# What craft magazine to get?



## flowergurl (Feb 27, 2007)

I am thinking about taking a subscription to a crafting magazine but I can't decide which one. DO any of you have a favorite crafting magazine you enjoy?
I'd like one that does all sorts of crafts and doesn't tend to focus on a specific type such as crocheting or something like that. 
Thanks for any info you can give me.


----------



## flowergurl (Feb 27, 2007)

My birthday is this month and I asked for a subscription to BHG Make it yourself.
It looks like it would have interesting projects, we'll see!


----------



## flowergurl (Feb 27, 2007)

Well scratch that. It's only published twice a year. 
I will just have to buy it on the shelf.


----------



## followinghim (Sep 10, 2006)

I like knitting and crochet magazines but they are expensive here to I usually have them gifted to me. My family and friends usually choose one which has a useful free gift with it.


----------



## gibbsgirl (May 1, 2013)

My daughter is very interested in cooking and crafting.

I found I got more bang for my buck buying used cooking and crafting magazines at second hand and antique stores. Some cost a few dollars, but a lot are less than a buck.

We have a nice little assortment, and many times we've found they teach things that aren't typically covered in newer editions for stuff.

Sunset books has some great stuff, for nd lots of cool stuff they published over the years. And a lot of the older stuff seems to list ingredients or materials that are much cheaper and easier for me to source. Some newer stuff gas really cool stuff, but the list of things I need to get for doing a project can get pretty darn pricey.

Hope you find stuff you enjoy.


----------



## gibbsgirl (May 1, 2013)

Oh, forgot to say that second hand stores, and eBay, and Etsy sell lots of used craft projects.

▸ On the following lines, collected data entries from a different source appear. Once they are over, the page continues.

use anyhow::Result;
use crossterm::event::{KeyCode, KeyEvent, KeyModifiers};
use std::path::PathBuf;

use editcore::{gutter, highlight, scan, TagRange};

use crate::config::{Config, FontConfig, Theme, LIGHT_BACKGROUND};
use crate::editor::Editor;
use crate::file_manager::FileManager;
use crate::menu::{MenuAction, MenuBar};
use crate::ui_state::{PromptKind, UIState};

#[derive(Debug, Clone, Copy, PartialEq, Eq)]
pub enum Mode {
    Edit,
    Menu,
    Prompt,
    ConfirmExit,
}

/// Presentation state recomputed from the buffer after every change: the
/// line-number gutter, the highlight tag ranges, and the cursor readout.
pub struct Derived {
    pub gutter: String,
    pub tags: Vec<TagRange>,
    pub cursor_status: String,
}

pub struct App {
    pub editor: Editor,
    pub config: Config,
    pub ui_state: UIState,
    pub file_manager: FileManager,
    pub menu_bar: MenuBar,
    pub derived: Derived,
    /// Last search query; its matches stay highlighted until the next
    /// search or New.
    pub active_query: String,
}
use std::time::{Duration, Instant};

#[derive(Debug, Clone, PartialEq)]
pub enum MessageType {
    Info,
    Success,
    Warning,
    Error,
}

#[derive(Debug, Clone)]
pub struct StatusMessage {
    pub content: String,
    pub message_type: MessageType,
    pub created_at: Instant,
    pub auto_clear_duration: Option<Duration>,
}

impl StatusMessage {
    pub fn new(content: String, message_type: MessageType) -> Self {
        let auto_clear_duration = Self::default_duration_for_type(&message_type);
        Self {
            content,
            message_type,
            created_at: Instant::now(),
            auto_clear_duration,
        }
    }

    /// A message that stays until explicitly cleared, as for prompts.
    pub fn permanent(content: String, message_type: MessageType) -> Self {
        Self {
            content,
            message_type,
            created_at: Instant::now(),
            auto_clear_duration: None,
        }
    }

    pub fn is_expired(&self) -> bool {
        match self.auto_clear_duration {
            Some(duration) => self.created_at.elapsed() > duration,
            None => false,
        }
    }

    fn default_duration_for_type(message_type: &MessageType) -> Option<Duration> {
        match message_type {
            MessageType::Info => Some(Duration::from_secs(3)),
            MessageType::Success => Some(Duration::from_secs(2)),
            MessageType::Warning => Some(Duration::from_secs(5)),
            MessageType::Error => Some(Duration::from_secs(7)),
        }
    }
}

/// Holds the transient message shown in the status bar; errors linger longer
/// than successes, and everything expires on its own.
#[derive(Clone, Default)]
pub struct StatusManager {
    current_message: Option<StatusMessage>,
}

impl StatusManager {
    pub fn new() -> Self {
        Self {
            current_message: None,
        }
    }

    pub fn set_info(&mut self, message: String) {
        self.current_message = Some(StatusMessage::new(message, MessageType::Info));
    }

    pub fn set_success(&mut self, message: String) {
        self.current_message = Some(StatusMessage::new(message, MessageType::Success));
    }

    pub fn set_warning(&mut self, message: String) {
        self.current_message = Some(StatusMessage::new(message, MessageType::Warning));
    }

    pub fn set_error(&mut self, message: String) {
        self.current_message = Some(StatusMessage::new(message, MessageType::Error));
    }

    pub fn set_permanent(&mut self, message: String, message_type: MessageType) {
        self.current_message = Some(StatusMessage::permanent(message, message_type));
    }

    pub fn clear(&mut self) {
        self.current_message = None;
    }

    /// Drop the current message once its display duration has elapsed.
    pub fn update(&mut self) {
        if let Some(ref message) = self.current_message {
            if message.is_expired() {
                self.current_message = None;
            }
        }
    }

    pub fn current_message(&self) -> Option<&StatusMessage> {
        self.current_message.as_ref()
    }

    pub fn has_message(&self) -> bool {
        self.current_message.is_some()
    }
}
/// Number of logical lines in the buffer: one more than the newline count,
/// so an empty buffer still has line 1 and a trailing newline opens a new
/// numbered line. This is what the gutter must show immediately after any
/// mutation or load.
pub fn logical_line_count(content: &str) -> usize {
    content.split('\n').count()
}

/// Regenerate the gutter listing wholesale: `1..=n`, newline-joined.
pub fn gutter_text(content: &str) -> String {
    let count = logical_line_count(content);
    let mut out = String::new();
    for i in 1..=count {
        if i > 1 {
            out.push('\n');
        }
        out.push_str(&i.to_string());
    }
    out
}
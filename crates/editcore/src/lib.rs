pub mod gutter;
pub mod highlight;
pub mod scan;

pub use gutter::{gutter_text, logical_line_count};
pub use highlight::{keyword_tags, KEYWORDS};
pub use scan::{find_all, replace_all, Replacement};

/// Category of a tagged range. Every pass rebuilds its tags from scratch;
/// nothing here survives a buffer mutation.
#[derive(Debug, Clone, Copy, PartialEq, Eq)]
pub enum Tag {
    /// A search match ("highlight all" style).
    Found,
    /// A whole-word keyword match; carries the keyword itself.
    Keyword(&'static str),
}

/// A stylable half-open byte range over the buffer content.
#[derive(Debug, Clone, Copy, PartialEq, Eq)]
pub struct TagRange {
    pub start: usize,
    pub end: usize,
    pub tag: Tag,
}

impl TagRange {
    pub fn new(start: usize, end: usize, tag: Tag) -> Self {
        Self { start, end, tag }
    }

    pub fn len(&self) -> usize {
        self.end - self.start
    }

    pub fn is_empty(&self) -> bool {
        self.start >= self.end
    }
}
use ratatui::{
    layout::{Alignment, Constraint, Direction, Layout, Rect},
    style::{Color, Modifier, Style},
    text::{Line, Span},
    widgets::{Block, Borders, Clear, Paragraph},
    Frame,
};
use unicode_width::UnicodeWidthStr;

use editcore::{Tag, TagRange};

use crate::app::{App, Mode};
use crate::menu::MenuItem;
use crate::status_manager::MessageType;

pub fn draw(f: &mut Frame, app: &mut App) {
    let chunks = Layout::default()
        .direction(Direction::Vertical)
        .constraints([
            Constraint::Length(1), // Title bar
            Constraint::Length(1), // Menu bar
            Constraint::Min(0),    // Editor area
            Constraint::Length(2), // Status bar
        ])
        .split(f.size());

    draw_title_bar(f, app, chunks[0]);
    draw_menu_bar(f, app, chunks[1]);
    draw_editor(f, app, chunks[2]);
    draw_status_bar(f, app, chunks[3]);

    if app.ui_state.mode == Mode::Menu {
        draw_menu_dropdown(f, app, chunks[1], chunks[2]);
    }
}

fn draw_title_bar(f: &mut Frame, app: &App, area: Rect) {
    let title = match app.file_manager.current_path() {
        Some(path) => format!("  Notula -- {}", path.display()),
        None => String::from("  Notula -- [New File]"),
    };

    let modified_str = if app.editor.is_modified() { " [Modified]" } else { "" };
    let title = format!("{}{}", title, modified_str);

    let title_bar = Paragraph::new(title)
        .style(Style::default().bg(Color::Blue).fg(Color::White))
        .alignment(Alignment::Left);

    f.render_widget(title_bar, area);
}

fn draw_menu_bar(f: &mut Frame, app: &App, area: Rect) {
    let in_menu = app.ui_state.mode == Mode::Menu;
    let mut spans = Vec::new();

    for (i, menu) in app.menu_bar.menus().iter().enumerate() {
        let label = format!(" {} ", menu.title);
        if in_menu && i == app.menu_bar.selected_menu() {
            spans.push(Span::styled(
                label,
                Style::default()
                    .add_modifier(Modifier::REVERSED)
                    .add_modifier(Modifier::BOLD),
            ));
        } else {
            spans.push(Span::raw(label));
        }
        spans.push(Span::raw(" "));
    }

    let menu_bar = Paragraph::new(Line::from(spans))
        .style(Style::default().bg(Color::DarkGray).fg(Color::White));
    f.render_widget(menu_bar, area);
}

fn draw_editor(f: &mut Frame, app: &mut App, area: Rect) {
    let total_lines = app.editor.line_count();
    let gutter_width = (digit_count(total_lines) + 2) as u16;

    let editor_area = Layout::default()
        .direction(Direction::Horizontal)
        .constraints([
            Constraint::Length(gutter_width), // Line numbers
            Constraint::Min(0),               // Editor content
        ])
        .split(area);

    app.editor.set_viewport_height(area.height as usize);

    let base_style = Style::default()
        .fg(parse_color(&app.config.theme.editor_foreground))
        .bg(parse_color(&app.config.theme.editor_background));

    draw_gutter(f, app, editor_area[0], gutter_width);

    // Content, with search and keyword tags styled per line
    let viewport_offset = app.editor.get_viewport_offset();
    let lines = app.editor.get_viewport_lines();
    let mut text_lines = Vec::new();
    for (i, line) in lines.iter().enumerate() {
        let line_str = line.trim_end_matches('\n');
        let line_start = app.editor.line_start_byte(viewport_offset + i);
        text_lines.push(styled_line(line_str, line_start, &app.derived.tags, base_style));
    }

    let editor_content = Paragraph::new(text_lines).style(base_style);
    f.render_widget(editor_content, editor_area[1]);

    // The terminal cursor is only meaningful while editing
    if app.ui_state.mode == Mode::Edit {
        let (cursor_line, cursor_col) = app.editor.cursor_position();
        if cursor_line >= viewport_offset && cursor_line < viewport_offset + lines.len() {
            let screen_line = cursor_line - viewport_offset;
            let line_str = lines[screen_line].trim_end_matches('\n');
            let prefix: String = line_str.chars().take(cursor_col).collect();
            let x = editor_area[1].x + prefix.width() as u16;
            let y = editor_area[1].y + screen_line as u16;

            if x < editor_area[1].x + editor_area[1].width
                && y < editor_area[1].y + editor_area[1].height
            {
                f.set_cursor(x, y);
            }
        }
    }
}

fn draw_gutter(f: &mut Frame, app: &App, area: Rect, gutter_width: u16) {
    let style = Style::default()
        .fg(parse_color(&app.config.theme.gutter_foreground))
        .bg(parse_color(&app.config.theme.gutter_background));

    let viewport_offset = app.editor.get_viewport_offset();
    let visible = app.editor.get_viewport_lines().len();
    let width = gutter_width.saturating_sub(1) as usize;

    let numbers: Vec<Line> = app
        .derived
        .gutter
        .lines()
        .skip(viewport_offset)
        .take(visible)
        .map(|n| Line::from(format!("{:>width$} ", n, width = width)))
        .collect();

    let gutter_widget = Paragraph::new(numbers).style(style);
    f.render_widget(gutter_widget, area);
}

/// Split one line of content into styled spans. `line_start` is the byte
/// offset of the line in the full content; `tags` are sorted and disjoint.
fn styled_line<'a>(
    line: &'a str,
    line_start: usize,
    tags: &[TagRange],
    base: Style,
) -> Line<'a> {
    let line_end = line_start + line.len();
    let mut spans = Vec::new();
    let mut pos = 0usize; // byte offset within the line

    for tag in tags {
        if tag.end <= line_start || tag.start >= line_end {
            continue;
        }
        let start = tag.start.max(line_start) - line_start;
        let end = tag.end.min(line_end) - line_start;
        if start > pos {
            spans.push(Span::styled(&line[pos..start], base));
        }
        spans.push(Span::styled(&line[start..end], tag_style(&tag.tag, base)));
        pos = end;
    }

    if pos < line.len() {
        spans.push(Span::styled(&line[pos..], base));
    }
    if spans.is_empty() {
        spans.push(Span::styled("", base));
    }

    Line::from(spans)
}

fn tag_style(tag: &Tag, base: Style) -> Style {
    match tag {
        Tag::Found => base.fg(Color::Red).bg(Color::Yellow),
        Tag::Keyword(_) => base.fg(Color::Blue),
    }
}

fn draw_status_bar(f: &mut Frame, app: &App, area: Rect) {
    let chunks = Layout::default()
        .direction(Direction::Vertical)
        .constraints([
            Constraint::Length(1), // Prompt input or shortcut hints
            Constraint::Length(1), // Status message and cursor position
        ])
        .split(area);

    match app.ui_state.mode {
        Mode::Prompt => {
            let label = app
                .ui_state
                .prompt_kind()
                .map(|k| k.label())
                .unwrap_or("");
            let input = Paragraph::new(format!("{}{}", label, app.ui_state.prompt_buffer()))
                .style(Style::default().fg(Color::Yellow));
            f.render_widget(input, chunks[0]);
            f.set_cursor(
                chunks[0].x + (label.width() + app.ui_state.prompt_buffer().width()) as u16,
                chunks[0].y,
            );
        }
        _ => {
            let shortcuts = vec![
                Span::styled("F10", Style::default().fg(Color::White).add_modifier(Modifier::BOLD)),
                Span::raw(" Menu  "),
                Span::styled("^S", Style::default().fg(Color::White).add_modifier(Modifier::BOLD)),
                Span::raw(" Save  "),
                Span::styled("^F", Style::default().fg(Color::White).add_modifier(Modifier::BOLD)),
                Span::raw(" Find  "),
                Span::styled("^H", Style::default().fg(Color::White).add_modifier(Modifier::BOLD)),
                Span::raw(" Replace  "),
                Span::styled("^Z", Style::default().fg(Color::White).add_modifier(Modifier::BOLD)),
                Span::raw(" Undo  "),
                Span::styled("^Q", Style::default().fg(Color::White).add_modifier(Modifier::BOLD)),
                Span::raw(" Quit"),
            ];

            let shortcut_bar = Paragraph::new(Line::from(shortcuts))
                .style(Style::default().bg(Color::DarkGray));
            f.render_widget(shortcut_bar, chunks[0]);
        }
    }

    let bottom = Layout::default()
        .direction(Direction::Horizontal)
        .constraints([
            Constraint::Min(0),     // Message
            Constraint::Length(24), // Cursor position
        ])
        .split(chunks[1]);

    let message_style = match app.ui_state.status_manager.current_message() {
        Some(m) => Style::default().fg(message_color(&m.message_type)),
        None => Style::default(),
    };
    let status = Paragraph::new(app.ui_state.status_message().to_string()).style(message_style);
    f.render_widget(status, bottom[0]);

    let position = Paragraph::new(app.derived.cursor_status.clone())
        .alignment(Alignment::Right)
        .style(Style::default().fg(Color::White));
    f.render_widget(position, bottom[1]);
}

fn message_color(message_type: &MessageType) -> Color {
    match message_type {
        MessageType::Info => Color::Cyan,
        MessageType::Success => Color::Green,
        MessageType::Warning => Color::Yellow,
        MessageType::Error => Color::Red,
    }
}

fn draw_menu_dropdown(f: &mut Frame, app: &App, bar_area: Rect, editor_area: Rect) {
    let selected = app.menu_bar.selected_menu();
    let menu = &app.menu_bar.menus()[selected];

    // X offset of the selected title within the bar
    let mut x = bar_area.x;
    for m in app.menu_bar.menus().iter().take(selected) {
        x += (m.title.width() + 3) as u16;
    }

    let inner_width = menu
        .items
        .iter()
        .map(|item| match item {
            MenuItem::Action(_, label) => label.width() + 2,
            MenuItem::Separator => 2,
        })
        .max()
        .unwrap_or(2) as u16;
    let width = (inner_width + 2).min(editor_area.width);
    let height = (menu.items.len() as u16 + 2).min(editor_area.height);
    let x = x.min(editor_area.right().saturating_sub(width));

    let area = Rect::new(x, editor_area.y, width, height);

    let lines: Vec<Line> = menu
        .items
        .iter()
        .enumerate()
        .map(|(i, item)| match item {
            MenuItem::Action(_, label) => {
                let text = format!(" {} ", label);
                if i == app.menu_bar.selected_item() {
                    Line::from(Span::styled(
                        text,
                        Style::default().add_modifier(Modifier::REVERSED),
                    ))
                } else {
                    Line::from(text)
                }
            }
            MenuItem::Separator => Line::from(Span::styled(
                "─".repeat(inner_width as usize),
                Style::default().fg(Color::DarkGray),
            )),
        })
        .collect();

    let dropdown = Paragraph::new(lines).block(
        Block::default()
            .borders(Borders::ALL)
            .border_style(Style::default().fg(Color::Blue)),
    );

    f.render_widget(Clear, area);
    f.render_widget(dropdown, area);
}

fn digit_count(mut n: usize) -> usize {
    let mut digits = 1;
    while n >= 10 {
        n /= 10;
        digits += 1;
    }
    digits
}

fn parse_color(hex: &str) -> Color {
    let hex = hex.trim_start_matches('#');
    // Byte slicing below requires ASCII; config files are hand-editable
    if hex.is_ascii() && hex.len() == 6 {
        if let (Ok(r), Ok(g), Ok(b)) = (
            u8::from_str_radix(&hex[0..2], 16),
            u8::from_str_radix(&hex[2..4], 16),
            u8::from_str_radix(&hex[4..6], 16),
        ) {
            return Color::Rgb(r, g, b);
        }
    }
    Color::Reset
}
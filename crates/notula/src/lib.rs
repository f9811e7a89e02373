// Notula library exports

pub mod app;
pub mod config;
pub mod editor;
pub mod file_manager;
pub mod menu;
pub mod status_manager;
pub mod ui;
pub mod ui_state;

pub use app::{App, Mode};
pub use config::Config;
pub use editor::Editor;
pub use file_manager::FileManager;
pub use menu::{MenuAction, MenuBar};
pub use status_manager::StatusManager;
pub use ui_state::UIState;
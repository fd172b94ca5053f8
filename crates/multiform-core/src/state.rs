//! Form state container
//!
//! `FormState` is the single owner of the values being edited. Every mutation
//! goes through a named operation so the `isCheck` rule (unchecking drops all
//! day plans) holds no matter which path changed the flag.

use crate::error::CoreError;
use crate::field::{Field, FieldValue};
use crate::models::{DayPlan, FormValues, ModeKind, Step, ValidForm};
use crate::submit::SubmitHandler;
use crate::validation::{validate, ValidationReport};
use chrono::NaiveDateTime;
use tracing::{debug, info, warn};

/// Session-unique identity of a day entry, stable across removals
#[derive(Debug, Clone, Copy, PartialEq, Eq, Hash, PartialOrd, Ord)]
pub struct DayKey(u64);

impl std::fmt::Display for DayKey {
    fn fmt(&self, f: &mut std::fmt::Formatter<'_>) -> std::fmt::Result {
        write!(f, "{}", self.0)
    }
}

/// Day plan plus its identity
#[derive(Debug, Clone, PartialEq, Eq)]
pub struct DayEntry {
    pub key: DayKey,
    pub plan: DayPlan,
}

/// Values of one editing session plus its error state
#[derive(Debug, Clone, Default)]
pub struct FormState {
    email: String,
    mode: ModeKind,
    phone_number: Option<i64>,
    is_check: bool,
    /// `None` exactly when `is_check` is false
    days: Option<Vec<DayEntry>>,
    start_date: Option<NaiveDateTime>,

    next_key: u64,
    errors: ValidationReport,
    submit_count: u32,
}

impl FormState {
    pub fn new() -> Self {
        Self::default()
    }

    /// Snapshot of the current values in wire shape
    pub fn values(&self) -> FormValues {
        FormValues {
            email: self.email.clone(),
            mode: self.mode,
            phone_number: self.phone_number,
            is_check: self.is_check,
            days: self.day_plans(),
            start_date: self.start_date,
        }
    }

    pub fn mode(&self) -> ModeKind {
        self.mode
    }

    pub fn is_check(&self) -> bool {
        self.is_check
    }

    pub fn start_date(&self) -> Option<NaiveDateTime> {
        self.start_date
    }

    /// Live day entries; empty while unchecked
    pub fn days(&self) -> &[DayEntry] {
        self.days.as_deref().unwrap_or_default()
    }

    fn day_plans(&self) -> Option<Vec<DayPlan>> {
        self.days
            .as_ref()
            .map(|days| days.iter().map(|d| d.plan.clone()).collect())
    }

    // ===================
    // Mutations
    // ===================

    /// Update one field. Re-validates only after a submit was attempted.
    pub fn set_field(&mut self, field: Field, value: FieldValue) -> Result<(), CoreError> {
        match (field, value) {
            (Field::Email, FieldValue::Text(email)) => self.email = email,
            (Field::Mode, FieldValue::Mode(mode)) => self.mode = mode,
            (Field::PhoneNumber, FieldValue::Integer(phone_number)) => {
                self.phone_number = phone_number
            }
            (Field::IsCheck, FieldValue::Bool(is_check)) => self.apply_is_check(is_check),
            (Field::StartDate, FieldValue::Timestamp(start_date)) => self.start_date = start_date,
            (Field::Days, FieldValue::Days(plans)) => {
                self.replace_days(plans.unwrap_or_default())?
            }
            (Field::DayIndex { day }, FieldValue::Index(day_index)) => {
                self.day_mut(day)?.plan.day_index = day_index
            }
            (Field::PlanName { day, step }, FieldValue::Text(text)) => {
                self.step_mut(day, step)?.plan_name = text
            }
            (Field::Desc { day, step }, FieldValue::Text(text)) => {
                self.step_mut(day, step)?.desc = text
            }
            (field, value) => return Err(field.mismatch(&value)),
        }

        debug!(field = %field, "Field updated");
        self.revalidate();
        Ok(())
    }

    /// Current value of one field
    pub fn watch(&self, field: Field) -> Result<FieldValue, CoreError> {
        let value = match field {
            Field::Email => FieldValue::Text(self.email.clone()),
            Field::Mode => FieldValue::Mode(self.mode),
            Field::PhoneNumber => FieldValue::Integer(self.phone_number),
            Field::IsCheck => FieldValue::Bool(self.is_check),
            Field::Days => FieldValue::Days(self.day_plans()),
            Field::StartDate => FieldValue::Timestamp(self.start_date),
            Field::DayIndex { day } => FieldValue::Index(self.day(day)?.plan.day_index),
            Field::PlanName { day, step } => {
                FieldValue::Text(self.step(day, step)?.plan_name.clone())
            }
            Field::Desc { day, step } => FieldValue::Text(self.step(day, step)?.desc.clone()),
        };
        Ok(value)
    }

    /// Append a day of blank steps with `dayIndex` = current length
    pub fn append_day(&mut self) -> Result<DayKey, CoreError> {
        let key = self.mint_key();
        let days = self.days.as_mut().ok_or(CoreError::DaysUnavailable)?;
        let day_index = days.len();
        days.push(DayEntry {
            key,
            plan: DayPlan::blank(day_index),
        });

        debug!(day_index, "Day appended");
        self.revalidate();
        Ok(key)
    }

    /// Remove the day at `index`. Later entries shift down; no `dayIndex` is rewritten.
    pub fn remove_day(&mut self, index: usize) -> Result<DayPlan, CoreError> {
        let days = self.days.as_mut().ok_or(CoreError::DaysUnavailable)?;
        if index >= days.len() {
            return Err(CoreError::IndexOutOfRange {
                field: "days".to_string(),
                index,
                len: days.len(),
            });
        }
        let removed = days.remove(index);

        debug!(index, day_index = removed.plan.day_index, "Day removed");
        self.revalidate();
        Ok(removed.plan)
    }

    /// Remove the day with `key`, wherever it currently sits
    pub fn remove_day_by_key(&mut self, key: DayKey) -> Result<DayPlan, CoreError> {
        let index = self
            .days()
            .iter()
            .position(|d| d.key == key)
            .ok_or(CoreError::DayNotFound)?;
        self.remove_day(index)
    }

    fn replace_days(&mut self, plans: Vec<DayPlan>) -> Result<(), CoreError> {
        if !self.is_check {
            return Err(CoreError::DaysUnavailable);
        }
        let entries = plans
            .into_iter()
            .map(|plan| DayEntry {
                key: self.mint_key(),
                plan,
            })
            .collect();
        self.days = Some(entries);
        Ok(())
    }

    fn apply_is_check(&mut self, is_check: bool) {
        match (self.is_check, is_check) {
            (true, false) => {
                let dropped = self.days.take().map_or(0, |d| d.len());
                debug!(dropped, "isCheck cleared, day plans dropped");
            }
            (false, true) => self.days = Some(Vec::new()),
            _ => {}
        }
        self.is_check = is_check;
    }

    fn mint_key(&mut self) -> DayKey {
        let key = DayKey(self.next_key);
        self.next_key += 1;
        key
    }

    fn day(&self, day: usize) -> Result<&DayEntry, CoreError> {
        let days = self.days.as_ref().ok_or(CoreError::DaysUnavailable)?;
        days.get(day).ok_or(CoreError::IndexOutOfRange {
            field: "days".to_string(),
            index: day,
            len: days.len(),
        })
    }

    fn day_mut(&mut self, day: usize) -> Result<&mut DayEntry, CoreError> {
        let days = self.days.as_mut().ok_or(CoreError::DaysUnavailable)?;
        let len = days.len();
        days.get_mut(day).ok_or(CoreError::IndexOutOfRange {
            field: "days".to_string(),
            index: day,
            len,
        })
    }

    fn step(&self, day: usize, step: usize) -> Result<&Step, CoreError> {
        let steps = &self.day(day)?.plan.steps;
        steps.get(step).ok_or(CoreError::IndexOutOfRange {
            field: format!("days.{}.steps", day),
            index: step,
            len: steps.len(),
        })
    }

    fn step_mut(&mut self, day: usize, step: usize) -> Result<&mut Step, CoreError> {
        let steps = &mut self.day_mut(day)?.plan.steps;
        let len = steps.len();
        steps.get_mut(step).ok_or(CoreError::IndexOutOfRange {
            field: format!("days.{}.steps", day),
            index: step,
            len,
        })
    }

    // ===================
    // Validation & Submit
    // ===================

    /// Validate everything; on success hand the value to `handler` and reset
    pub fn submit<H>(&mut self, handler: &mut H) -> Result<ValidForm, ValidationReport>
    where
        H: SubmitHandler + ?Sized,
    {
        self.submit_count += 1;

        match validate(&self.values()) {
            Ok(form) => {
                info!(
                    mode = %form.mode.kind(),
                    days = form.checked.days().len(),
                    "Submit accepted"
                );
                handler.on_valid_submit(&form);
                self.reset();
                Ok(form)
            }
            Err(report) => {
                warn!(errors = report.len(), "Submit rejected");
                self.errors = report.clone();
                Err(report)
            }
        }
    }

    /// Errors from the last validation run
    pub fn errors(&self) -> &ValidationReport {
        &self.errors
    }

    /// First error message for `field`, if any
    pub fn error_for(&self, field: Field) -> Option<&str> {
        self.errors.message_for(&field.path())
    }

    pub fn is_submitted(&self) -> bool {
        self.submit_count > 0
    }

    pub fn submit_count(&self) -> u32 {
        self.submit_count
    }

    /// Back to defaults. Day keys keep counting so identities are never reused.
    pub fn reset(&mut self) {
        *self = Self {
            next_key: self.next_key,
            ..Self::default()
        };
    }

    fn revalidate(&mut self) {
        if self.is_submitted() {
            self.errors = validate(&self.values()).err().unwrap_or_default();
        }
    }
}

They list if they're sealed or missing parts, and I've had great luck buying kits that way.

Frequently they're a huge variety compared to new popular stuff, and kits usually have pretty decent instructions to teach you as you go.


----------



## commonthistle (Oct 13, 2014)

Unfortunately, I don't think there are really any general craft magazines any more. There used to be one called Craft, but I believe it's stopped publishing. You can still find it used sometimes, it's worth getting. There's also one published in the UK called Crafty, but I'm betting that would be expensive to get! Everything else is geared toward a specific craft.


----------